The data:
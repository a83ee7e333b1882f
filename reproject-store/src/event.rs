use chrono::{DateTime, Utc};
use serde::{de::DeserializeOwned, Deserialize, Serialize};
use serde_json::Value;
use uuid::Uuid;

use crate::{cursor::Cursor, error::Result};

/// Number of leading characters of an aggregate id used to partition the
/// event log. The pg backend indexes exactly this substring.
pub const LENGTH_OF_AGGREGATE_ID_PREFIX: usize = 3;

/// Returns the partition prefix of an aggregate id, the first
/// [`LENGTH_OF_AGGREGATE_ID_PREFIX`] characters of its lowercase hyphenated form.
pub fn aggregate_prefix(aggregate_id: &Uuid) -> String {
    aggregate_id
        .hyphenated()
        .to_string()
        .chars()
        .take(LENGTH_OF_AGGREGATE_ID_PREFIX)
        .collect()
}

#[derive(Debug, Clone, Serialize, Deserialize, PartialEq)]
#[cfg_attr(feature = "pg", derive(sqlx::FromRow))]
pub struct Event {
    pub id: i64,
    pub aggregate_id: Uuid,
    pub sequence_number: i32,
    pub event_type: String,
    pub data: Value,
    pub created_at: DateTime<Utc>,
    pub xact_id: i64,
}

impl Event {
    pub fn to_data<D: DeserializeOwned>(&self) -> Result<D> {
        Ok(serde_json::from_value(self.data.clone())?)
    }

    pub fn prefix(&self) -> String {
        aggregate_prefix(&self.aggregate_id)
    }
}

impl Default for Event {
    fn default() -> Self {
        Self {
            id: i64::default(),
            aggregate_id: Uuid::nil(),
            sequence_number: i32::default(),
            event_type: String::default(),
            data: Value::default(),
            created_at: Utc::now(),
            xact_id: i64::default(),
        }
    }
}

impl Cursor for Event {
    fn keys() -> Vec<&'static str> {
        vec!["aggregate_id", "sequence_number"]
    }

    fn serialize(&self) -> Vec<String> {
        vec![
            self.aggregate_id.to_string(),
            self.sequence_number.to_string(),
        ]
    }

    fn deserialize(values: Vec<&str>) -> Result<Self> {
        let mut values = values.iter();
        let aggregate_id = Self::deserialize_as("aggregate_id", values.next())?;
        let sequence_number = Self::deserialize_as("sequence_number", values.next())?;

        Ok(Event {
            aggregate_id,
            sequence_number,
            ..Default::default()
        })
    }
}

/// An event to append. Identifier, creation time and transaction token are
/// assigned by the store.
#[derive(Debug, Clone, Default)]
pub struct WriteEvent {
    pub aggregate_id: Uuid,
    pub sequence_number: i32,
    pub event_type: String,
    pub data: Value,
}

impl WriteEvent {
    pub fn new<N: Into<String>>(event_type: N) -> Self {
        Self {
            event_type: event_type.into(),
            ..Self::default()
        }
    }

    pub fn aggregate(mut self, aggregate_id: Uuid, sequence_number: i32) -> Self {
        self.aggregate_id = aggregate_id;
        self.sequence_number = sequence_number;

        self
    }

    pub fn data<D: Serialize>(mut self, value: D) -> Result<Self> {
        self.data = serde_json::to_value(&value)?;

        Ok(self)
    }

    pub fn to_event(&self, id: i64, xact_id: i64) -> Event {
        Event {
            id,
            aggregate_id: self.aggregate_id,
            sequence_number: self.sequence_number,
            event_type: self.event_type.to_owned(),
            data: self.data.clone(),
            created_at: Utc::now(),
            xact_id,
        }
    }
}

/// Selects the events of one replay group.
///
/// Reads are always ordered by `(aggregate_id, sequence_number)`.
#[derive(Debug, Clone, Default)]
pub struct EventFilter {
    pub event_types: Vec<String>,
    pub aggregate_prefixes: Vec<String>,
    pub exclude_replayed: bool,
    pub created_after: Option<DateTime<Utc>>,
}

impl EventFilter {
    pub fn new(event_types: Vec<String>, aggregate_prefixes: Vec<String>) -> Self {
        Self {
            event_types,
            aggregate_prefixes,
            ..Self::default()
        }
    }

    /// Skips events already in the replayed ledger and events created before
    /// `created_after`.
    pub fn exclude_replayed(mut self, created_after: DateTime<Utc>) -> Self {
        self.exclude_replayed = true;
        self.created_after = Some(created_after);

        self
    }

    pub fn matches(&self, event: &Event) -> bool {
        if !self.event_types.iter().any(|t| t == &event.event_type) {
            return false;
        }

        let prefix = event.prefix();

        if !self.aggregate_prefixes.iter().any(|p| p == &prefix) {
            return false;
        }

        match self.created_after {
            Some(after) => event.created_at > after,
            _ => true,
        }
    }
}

About this task:
With the first line being the one containing "use serde_json::Value;" and the last line the one containing "exactly this substring.", transcribe exactly the lines above that fall in that range.

Answer for this exercise:
use serde_json::Value;
use uuid::Uuid;

use crate::{cursor::Cursor, error::Result};

/// Number of leading characters of an aggregate id used to partition the
/// event log. The pg backend indexes exactly this substring.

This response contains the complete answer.